### Assignment:
Looking at each line of the data below, tally those that contain the word "whose" and give only the total.

Records contained in a dataset
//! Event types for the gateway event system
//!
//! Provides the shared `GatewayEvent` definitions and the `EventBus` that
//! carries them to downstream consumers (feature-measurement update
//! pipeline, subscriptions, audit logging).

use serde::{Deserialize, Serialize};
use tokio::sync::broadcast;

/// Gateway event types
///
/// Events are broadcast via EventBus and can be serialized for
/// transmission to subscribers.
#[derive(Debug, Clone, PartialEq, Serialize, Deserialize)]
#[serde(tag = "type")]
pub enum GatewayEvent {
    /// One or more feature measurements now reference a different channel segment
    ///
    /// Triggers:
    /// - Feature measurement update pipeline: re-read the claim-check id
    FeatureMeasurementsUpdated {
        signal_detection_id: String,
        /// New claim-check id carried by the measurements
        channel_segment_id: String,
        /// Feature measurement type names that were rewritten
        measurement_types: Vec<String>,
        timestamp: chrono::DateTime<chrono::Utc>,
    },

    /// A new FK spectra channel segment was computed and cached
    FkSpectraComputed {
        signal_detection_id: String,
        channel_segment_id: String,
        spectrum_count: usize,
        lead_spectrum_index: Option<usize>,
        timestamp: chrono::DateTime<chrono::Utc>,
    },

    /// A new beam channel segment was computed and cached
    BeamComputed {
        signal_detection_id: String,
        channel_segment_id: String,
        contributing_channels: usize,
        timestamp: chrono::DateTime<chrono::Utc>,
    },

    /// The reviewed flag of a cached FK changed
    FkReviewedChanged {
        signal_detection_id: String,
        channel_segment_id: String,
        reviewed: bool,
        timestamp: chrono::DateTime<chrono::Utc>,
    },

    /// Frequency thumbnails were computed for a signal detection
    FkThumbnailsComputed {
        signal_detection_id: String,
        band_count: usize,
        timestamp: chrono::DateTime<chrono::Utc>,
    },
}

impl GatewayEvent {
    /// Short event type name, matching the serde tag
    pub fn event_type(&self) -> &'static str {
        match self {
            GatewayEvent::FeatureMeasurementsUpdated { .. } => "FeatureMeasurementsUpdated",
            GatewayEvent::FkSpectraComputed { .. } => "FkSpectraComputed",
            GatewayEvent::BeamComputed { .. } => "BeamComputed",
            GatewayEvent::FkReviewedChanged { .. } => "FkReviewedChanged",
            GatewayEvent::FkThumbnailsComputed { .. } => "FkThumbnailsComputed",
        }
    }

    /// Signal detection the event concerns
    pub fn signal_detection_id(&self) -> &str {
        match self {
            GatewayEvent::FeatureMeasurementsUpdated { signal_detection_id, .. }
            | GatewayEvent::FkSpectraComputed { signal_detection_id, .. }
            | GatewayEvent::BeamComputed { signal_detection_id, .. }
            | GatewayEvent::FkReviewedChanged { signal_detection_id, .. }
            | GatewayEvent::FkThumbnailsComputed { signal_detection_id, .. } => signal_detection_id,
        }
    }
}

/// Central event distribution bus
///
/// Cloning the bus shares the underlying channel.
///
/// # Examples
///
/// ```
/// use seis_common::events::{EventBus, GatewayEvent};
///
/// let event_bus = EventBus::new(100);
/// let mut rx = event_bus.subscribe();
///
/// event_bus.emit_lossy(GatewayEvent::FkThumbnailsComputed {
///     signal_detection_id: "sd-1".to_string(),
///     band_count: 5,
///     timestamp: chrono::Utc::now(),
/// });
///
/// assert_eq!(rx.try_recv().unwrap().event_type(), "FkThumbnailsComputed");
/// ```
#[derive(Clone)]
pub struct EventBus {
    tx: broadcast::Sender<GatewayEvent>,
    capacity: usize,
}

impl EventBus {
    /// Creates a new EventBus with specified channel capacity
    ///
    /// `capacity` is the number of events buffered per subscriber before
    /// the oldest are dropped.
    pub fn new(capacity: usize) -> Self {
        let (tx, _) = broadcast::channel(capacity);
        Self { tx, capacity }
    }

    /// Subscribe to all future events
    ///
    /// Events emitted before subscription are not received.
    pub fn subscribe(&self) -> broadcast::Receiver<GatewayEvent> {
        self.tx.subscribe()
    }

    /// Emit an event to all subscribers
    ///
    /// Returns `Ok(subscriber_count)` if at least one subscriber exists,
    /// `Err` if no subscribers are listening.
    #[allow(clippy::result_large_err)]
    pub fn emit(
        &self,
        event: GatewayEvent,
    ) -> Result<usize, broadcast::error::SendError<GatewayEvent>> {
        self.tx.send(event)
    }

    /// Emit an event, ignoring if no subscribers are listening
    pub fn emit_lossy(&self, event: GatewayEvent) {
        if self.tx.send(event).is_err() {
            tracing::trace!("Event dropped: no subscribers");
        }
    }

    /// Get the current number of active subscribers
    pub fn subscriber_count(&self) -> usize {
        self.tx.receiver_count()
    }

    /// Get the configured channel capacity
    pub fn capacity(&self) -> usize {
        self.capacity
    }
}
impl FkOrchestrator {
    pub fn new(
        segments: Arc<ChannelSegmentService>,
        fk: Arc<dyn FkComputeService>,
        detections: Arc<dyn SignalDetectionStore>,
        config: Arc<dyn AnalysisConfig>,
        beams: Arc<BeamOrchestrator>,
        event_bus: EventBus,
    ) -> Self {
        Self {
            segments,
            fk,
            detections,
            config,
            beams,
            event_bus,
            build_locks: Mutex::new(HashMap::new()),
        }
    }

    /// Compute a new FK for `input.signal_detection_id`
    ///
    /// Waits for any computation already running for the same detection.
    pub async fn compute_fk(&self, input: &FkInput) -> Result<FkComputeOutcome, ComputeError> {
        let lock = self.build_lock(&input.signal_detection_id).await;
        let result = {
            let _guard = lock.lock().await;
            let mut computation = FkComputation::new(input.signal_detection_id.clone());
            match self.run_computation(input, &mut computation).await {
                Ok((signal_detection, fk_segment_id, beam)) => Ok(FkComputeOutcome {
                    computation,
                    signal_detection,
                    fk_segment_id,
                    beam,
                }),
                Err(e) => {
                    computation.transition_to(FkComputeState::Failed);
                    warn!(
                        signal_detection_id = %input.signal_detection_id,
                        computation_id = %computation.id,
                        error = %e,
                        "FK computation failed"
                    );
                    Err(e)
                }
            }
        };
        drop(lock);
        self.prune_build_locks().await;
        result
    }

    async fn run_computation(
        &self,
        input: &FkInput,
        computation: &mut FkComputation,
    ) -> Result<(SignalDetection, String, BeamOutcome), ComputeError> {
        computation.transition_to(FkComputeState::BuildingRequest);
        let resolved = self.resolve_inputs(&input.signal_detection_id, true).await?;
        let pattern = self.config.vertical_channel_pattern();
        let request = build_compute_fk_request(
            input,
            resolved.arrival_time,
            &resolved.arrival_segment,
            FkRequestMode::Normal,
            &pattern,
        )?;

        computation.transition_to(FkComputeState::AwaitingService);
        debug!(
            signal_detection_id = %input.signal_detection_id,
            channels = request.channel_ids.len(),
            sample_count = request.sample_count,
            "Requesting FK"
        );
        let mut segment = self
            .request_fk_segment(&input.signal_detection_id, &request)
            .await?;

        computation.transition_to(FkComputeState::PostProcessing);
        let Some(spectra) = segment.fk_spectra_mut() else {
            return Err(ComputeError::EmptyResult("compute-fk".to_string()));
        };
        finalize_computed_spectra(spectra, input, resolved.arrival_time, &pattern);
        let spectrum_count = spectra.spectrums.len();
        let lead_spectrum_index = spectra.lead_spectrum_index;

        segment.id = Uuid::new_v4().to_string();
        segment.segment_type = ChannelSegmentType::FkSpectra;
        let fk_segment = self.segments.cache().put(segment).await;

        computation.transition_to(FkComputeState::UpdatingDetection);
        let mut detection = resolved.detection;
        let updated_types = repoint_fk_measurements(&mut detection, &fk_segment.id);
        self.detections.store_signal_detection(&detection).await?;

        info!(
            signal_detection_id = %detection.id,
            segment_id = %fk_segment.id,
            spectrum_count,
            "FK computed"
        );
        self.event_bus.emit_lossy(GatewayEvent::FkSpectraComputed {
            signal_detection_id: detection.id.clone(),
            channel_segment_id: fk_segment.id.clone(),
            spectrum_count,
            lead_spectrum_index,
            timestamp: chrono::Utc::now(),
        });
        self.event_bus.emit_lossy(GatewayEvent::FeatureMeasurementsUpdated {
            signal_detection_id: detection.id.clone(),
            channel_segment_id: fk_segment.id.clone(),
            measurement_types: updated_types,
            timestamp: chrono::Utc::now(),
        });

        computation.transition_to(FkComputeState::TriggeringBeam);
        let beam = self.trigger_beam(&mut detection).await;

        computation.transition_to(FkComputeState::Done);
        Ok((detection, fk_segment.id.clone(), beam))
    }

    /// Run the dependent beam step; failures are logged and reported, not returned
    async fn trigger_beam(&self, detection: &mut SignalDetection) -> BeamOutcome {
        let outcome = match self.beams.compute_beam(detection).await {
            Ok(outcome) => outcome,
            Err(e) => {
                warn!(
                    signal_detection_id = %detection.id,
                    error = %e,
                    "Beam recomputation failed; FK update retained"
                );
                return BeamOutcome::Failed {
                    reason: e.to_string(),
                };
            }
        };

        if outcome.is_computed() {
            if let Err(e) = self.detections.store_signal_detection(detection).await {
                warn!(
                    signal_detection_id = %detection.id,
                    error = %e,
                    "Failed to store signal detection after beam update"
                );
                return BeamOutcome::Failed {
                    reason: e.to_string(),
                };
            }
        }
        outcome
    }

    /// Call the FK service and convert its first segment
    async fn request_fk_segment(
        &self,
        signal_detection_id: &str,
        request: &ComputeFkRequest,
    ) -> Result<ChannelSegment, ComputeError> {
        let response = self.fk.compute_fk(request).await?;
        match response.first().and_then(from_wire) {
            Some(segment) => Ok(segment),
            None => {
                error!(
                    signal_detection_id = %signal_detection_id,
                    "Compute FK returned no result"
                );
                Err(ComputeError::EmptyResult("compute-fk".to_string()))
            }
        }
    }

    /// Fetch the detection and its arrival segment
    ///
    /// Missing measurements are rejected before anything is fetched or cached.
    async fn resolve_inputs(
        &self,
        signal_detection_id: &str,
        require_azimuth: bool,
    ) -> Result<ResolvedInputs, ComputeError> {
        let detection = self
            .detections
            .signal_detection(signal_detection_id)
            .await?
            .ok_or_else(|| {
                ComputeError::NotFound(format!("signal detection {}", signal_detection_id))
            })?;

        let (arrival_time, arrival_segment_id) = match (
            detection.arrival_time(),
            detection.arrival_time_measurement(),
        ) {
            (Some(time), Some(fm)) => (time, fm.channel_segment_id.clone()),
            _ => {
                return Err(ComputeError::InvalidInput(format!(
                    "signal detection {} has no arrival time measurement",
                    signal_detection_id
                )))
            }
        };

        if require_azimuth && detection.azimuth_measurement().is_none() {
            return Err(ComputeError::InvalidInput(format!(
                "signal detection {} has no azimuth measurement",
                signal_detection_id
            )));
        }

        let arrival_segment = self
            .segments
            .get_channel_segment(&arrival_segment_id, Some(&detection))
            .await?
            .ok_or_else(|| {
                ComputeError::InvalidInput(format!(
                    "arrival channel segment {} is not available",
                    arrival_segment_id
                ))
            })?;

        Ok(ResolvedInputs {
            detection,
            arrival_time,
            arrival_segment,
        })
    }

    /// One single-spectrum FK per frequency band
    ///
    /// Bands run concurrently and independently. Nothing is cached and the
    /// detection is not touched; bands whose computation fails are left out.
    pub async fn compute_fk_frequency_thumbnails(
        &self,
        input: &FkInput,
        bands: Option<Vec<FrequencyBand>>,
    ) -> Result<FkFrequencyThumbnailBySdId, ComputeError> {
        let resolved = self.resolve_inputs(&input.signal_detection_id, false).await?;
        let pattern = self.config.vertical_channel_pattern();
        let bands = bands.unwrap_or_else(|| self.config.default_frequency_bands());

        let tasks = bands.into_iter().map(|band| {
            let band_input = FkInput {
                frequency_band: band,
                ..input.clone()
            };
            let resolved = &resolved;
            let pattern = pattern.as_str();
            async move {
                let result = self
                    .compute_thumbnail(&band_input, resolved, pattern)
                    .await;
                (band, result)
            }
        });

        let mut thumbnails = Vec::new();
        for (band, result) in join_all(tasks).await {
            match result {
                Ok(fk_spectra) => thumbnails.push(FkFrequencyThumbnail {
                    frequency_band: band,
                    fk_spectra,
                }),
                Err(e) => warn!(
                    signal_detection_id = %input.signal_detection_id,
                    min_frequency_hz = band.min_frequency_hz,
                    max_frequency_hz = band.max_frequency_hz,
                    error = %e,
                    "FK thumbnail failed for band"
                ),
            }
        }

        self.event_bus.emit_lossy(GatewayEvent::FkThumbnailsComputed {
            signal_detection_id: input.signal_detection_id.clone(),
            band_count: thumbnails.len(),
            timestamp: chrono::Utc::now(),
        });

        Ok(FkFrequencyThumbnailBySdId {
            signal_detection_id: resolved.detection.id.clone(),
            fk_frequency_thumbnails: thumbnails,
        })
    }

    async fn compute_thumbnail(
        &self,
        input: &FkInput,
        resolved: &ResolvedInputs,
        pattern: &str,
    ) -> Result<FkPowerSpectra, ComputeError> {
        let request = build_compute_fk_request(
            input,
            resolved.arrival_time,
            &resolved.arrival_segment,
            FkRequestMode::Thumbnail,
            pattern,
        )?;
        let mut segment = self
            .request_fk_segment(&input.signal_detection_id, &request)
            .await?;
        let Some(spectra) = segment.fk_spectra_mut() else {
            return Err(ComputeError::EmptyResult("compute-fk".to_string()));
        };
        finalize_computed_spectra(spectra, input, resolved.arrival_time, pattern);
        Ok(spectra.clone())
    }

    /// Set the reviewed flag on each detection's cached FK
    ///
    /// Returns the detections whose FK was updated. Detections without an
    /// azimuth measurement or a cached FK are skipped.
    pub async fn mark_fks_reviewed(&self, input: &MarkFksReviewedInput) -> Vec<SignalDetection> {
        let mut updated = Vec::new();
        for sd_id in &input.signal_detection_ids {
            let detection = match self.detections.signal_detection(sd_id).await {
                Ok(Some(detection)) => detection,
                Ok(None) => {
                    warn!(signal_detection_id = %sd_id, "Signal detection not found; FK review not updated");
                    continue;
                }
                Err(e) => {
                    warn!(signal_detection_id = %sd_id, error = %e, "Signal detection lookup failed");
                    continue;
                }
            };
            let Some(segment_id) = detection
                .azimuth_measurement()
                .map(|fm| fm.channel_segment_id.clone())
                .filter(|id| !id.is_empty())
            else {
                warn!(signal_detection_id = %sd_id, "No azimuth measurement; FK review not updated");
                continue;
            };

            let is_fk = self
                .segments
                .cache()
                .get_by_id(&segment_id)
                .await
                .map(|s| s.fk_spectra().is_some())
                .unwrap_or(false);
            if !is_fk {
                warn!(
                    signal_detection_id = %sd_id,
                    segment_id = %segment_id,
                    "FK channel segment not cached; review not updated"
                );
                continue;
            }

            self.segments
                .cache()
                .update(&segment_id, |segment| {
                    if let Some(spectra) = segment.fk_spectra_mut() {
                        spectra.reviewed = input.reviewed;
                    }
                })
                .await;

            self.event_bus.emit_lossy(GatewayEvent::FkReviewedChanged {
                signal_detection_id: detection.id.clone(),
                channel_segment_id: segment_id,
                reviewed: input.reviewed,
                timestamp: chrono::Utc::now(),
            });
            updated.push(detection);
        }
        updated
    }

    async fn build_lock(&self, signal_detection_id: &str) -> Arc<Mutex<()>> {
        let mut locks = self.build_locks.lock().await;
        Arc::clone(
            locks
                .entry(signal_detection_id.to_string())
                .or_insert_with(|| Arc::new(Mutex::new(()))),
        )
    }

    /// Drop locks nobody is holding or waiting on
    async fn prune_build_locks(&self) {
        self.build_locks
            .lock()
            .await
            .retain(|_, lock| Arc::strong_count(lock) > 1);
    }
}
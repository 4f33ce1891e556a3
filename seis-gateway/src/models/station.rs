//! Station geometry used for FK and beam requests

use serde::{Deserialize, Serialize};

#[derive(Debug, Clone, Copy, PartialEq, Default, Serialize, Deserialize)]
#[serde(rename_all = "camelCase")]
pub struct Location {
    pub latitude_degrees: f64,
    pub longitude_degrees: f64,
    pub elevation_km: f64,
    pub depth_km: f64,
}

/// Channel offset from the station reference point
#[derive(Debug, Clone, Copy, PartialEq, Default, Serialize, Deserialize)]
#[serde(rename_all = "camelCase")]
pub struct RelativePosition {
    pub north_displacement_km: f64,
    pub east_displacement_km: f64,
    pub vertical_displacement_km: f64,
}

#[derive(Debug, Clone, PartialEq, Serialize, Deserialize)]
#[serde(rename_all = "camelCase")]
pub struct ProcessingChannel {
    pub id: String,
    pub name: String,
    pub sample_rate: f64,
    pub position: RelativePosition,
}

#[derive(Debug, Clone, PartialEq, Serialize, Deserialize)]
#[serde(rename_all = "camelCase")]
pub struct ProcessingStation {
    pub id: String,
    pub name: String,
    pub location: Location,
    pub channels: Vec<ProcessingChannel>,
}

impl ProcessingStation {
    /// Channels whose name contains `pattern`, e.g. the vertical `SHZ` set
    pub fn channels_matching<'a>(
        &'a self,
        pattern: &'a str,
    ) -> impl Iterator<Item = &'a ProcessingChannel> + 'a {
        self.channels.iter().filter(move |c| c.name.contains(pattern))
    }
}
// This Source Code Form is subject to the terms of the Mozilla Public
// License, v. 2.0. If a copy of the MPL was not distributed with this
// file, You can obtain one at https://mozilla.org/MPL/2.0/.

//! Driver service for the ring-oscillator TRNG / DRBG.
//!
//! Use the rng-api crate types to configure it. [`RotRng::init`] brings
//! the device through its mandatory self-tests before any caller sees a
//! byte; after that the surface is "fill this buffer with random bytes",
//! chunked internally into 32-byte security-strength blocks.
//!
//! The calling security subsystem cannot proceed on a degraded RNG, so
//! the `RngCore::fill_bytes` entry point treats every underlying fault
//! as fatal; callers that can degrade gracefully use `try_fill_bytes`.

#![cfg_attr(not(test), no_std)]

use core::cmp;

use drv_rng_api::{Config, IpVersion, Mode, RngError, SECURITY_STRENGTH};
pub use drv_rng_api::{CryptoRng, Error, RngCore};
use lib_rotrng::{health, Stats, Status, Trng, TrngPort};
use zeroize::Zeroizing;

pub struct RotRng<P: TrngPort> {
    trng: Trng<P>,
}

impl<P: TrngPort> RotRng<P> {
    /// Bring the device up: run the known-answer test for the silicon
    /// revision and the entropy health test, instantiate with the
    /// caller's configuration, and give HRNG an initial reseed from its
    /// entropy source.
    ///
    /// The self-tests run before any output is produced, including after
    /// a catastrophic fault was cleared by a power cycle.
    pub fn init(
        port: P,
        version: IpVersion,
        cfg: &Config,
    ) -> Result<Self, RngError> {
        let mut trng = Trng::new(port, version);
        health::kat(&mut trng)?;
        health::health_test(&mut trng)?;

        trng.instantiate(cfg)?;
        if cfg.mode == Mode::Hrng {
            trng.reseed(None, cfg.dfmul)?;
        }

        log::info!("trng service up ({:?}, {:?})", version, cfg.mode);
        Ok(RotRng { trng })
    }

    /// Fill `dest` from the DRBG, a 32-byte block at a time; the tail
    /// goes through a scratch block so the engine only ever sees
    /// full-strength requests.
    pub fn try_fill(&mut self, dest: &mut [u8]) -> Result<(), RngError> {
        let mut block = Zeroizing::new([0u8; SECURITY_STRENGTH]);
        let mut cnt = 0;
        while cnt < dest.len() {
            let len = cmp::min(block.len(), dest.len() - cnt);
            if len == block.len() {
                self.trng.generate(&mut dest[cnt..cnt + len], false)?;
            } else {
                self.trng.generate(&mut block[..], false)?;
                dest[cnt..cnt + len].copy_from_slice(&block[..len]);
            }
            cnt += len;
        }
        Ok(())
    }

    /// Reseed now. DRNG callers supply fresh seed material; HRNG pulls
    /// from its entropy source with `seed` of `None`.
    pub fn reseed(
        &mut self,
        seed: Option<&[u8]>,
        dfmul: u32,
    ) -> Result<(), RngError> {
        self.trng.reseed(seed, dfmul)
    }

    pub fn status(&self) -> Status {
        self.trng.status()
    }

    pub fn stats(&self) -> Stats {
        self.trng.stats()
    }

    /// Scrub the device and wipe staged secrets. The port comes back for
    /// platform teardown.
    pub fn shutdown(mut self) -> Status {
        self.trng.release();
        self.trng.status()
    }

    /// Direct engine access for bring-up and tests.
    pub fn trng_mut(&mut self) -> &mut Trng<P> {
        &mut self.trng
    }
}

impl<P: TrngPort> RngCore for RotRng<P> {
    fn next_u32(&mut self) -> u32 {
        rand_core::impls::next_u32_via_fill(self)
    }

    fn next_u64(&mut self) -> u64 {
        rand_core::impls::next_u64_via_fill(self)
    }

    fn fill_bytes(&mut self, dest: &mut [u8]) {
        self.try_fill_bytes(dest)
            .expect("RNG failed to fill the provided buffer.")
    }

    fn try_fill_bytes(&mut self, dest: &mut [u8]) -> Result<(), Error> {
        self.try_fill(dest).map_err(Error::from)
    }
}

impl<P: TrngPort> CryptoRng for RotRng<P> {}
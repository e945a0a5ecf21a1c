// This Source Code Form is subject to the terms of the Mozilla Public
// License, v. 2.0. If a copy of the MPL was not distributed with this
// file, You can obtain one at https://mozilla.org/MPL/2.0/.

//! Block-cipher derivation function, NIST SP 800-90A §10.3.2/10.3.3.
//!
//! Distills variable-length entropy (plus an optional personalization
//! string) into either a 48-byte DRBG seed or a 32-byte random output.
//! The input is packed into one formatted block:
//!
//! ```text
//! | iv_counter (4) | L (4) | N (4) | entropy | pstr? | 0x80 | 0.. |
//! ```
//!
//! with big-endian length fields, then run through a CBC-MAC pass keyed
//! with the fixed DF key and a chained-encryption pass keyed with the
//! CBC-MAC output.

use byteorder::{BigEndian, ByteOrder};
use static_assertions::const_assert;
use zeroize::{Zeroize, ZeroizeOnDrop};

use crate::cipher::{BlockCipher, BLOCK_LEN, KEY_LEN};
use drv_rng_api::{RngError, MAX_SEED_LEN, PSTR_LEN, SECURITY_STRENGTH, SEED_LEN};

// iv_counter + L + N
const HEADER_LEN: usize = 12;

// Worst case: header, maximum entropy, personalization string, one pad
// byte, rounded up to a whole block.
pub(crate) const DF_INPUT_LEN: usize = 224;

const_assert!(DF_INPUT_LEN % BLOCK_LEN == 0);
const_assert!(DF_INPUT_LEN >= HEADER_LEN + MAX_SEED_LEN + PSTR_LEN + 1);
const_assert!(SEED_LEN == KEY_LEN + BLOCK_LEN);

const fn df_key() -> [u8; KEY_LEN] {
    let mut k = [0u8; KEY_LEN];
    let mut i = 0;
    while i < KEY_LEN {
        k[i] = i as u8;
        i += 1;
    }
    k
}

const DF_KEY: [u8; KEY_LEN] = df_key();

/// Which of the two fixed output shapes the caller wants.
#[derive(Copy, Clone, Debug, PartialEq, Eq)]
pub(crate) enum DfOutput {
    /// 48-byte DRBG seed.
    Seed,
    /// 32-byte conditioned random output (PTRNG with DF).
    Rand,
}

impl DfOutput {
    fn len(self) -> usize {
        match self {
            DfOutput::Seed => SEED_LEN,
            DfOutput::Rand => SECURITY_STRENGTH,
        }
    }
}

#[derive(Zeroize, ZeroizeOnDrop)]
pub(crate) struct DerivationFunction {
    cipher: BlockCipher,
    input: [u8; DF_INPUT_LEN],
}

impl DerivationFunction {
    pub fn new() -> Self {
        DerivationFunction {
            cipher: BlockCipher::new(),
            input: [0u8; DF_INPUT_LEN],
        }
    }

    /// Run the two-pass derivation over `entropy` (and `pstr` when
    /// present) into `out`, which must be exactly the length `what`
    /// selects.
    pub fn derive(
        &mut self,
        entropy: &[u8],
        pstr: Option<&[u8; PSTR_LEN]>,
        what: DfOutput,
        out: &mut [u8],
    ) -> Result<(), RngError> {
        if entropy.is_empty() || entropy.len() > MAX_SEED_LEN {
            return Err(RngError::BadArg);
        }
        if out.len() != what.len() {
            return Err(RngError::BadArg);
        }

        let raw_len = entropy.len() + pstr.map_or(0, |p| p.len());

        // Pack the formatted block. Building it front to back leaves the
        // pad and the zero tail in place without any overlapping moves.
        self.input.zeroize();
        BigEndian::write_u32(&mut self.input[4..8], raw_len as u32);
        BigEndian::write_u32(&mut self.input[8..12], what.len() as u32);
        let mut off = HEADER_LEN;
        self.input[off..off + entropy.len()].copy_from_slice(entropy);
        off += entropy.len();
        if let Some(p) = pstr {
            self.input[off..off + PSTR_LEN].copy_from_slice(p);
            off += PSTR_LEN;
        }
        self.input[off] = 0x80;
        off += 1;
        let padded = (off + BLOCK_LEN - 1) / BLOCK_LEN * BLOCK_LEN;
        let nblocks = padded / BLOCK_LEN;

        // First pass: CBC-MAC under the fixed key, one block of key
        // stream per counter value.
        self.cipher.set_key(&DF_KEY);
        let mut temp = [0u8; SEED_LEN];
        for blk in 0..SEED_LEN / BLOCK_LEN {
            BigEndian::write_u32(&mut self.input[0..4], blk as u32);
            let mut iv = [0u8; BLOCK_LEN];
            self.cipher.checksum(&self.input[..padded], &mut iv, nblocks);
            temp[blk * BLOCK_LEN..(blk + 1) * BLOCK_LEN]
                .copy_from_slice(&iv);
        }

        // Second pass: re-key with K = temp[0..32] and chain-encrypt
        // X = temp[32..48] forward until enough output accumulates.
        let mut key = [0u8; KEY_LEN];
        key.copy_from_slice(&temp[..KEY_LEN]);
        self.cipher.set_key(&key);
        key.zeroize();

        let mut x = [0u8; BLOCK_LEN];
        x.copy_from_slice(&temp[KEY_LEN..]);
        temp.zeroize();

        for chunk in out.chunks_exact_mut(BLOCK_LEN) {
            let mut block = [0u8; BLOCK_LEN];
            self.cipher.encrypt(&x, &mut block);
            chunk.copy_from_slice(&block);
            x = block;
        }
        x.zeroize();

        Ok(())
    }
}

### Output for this task:
3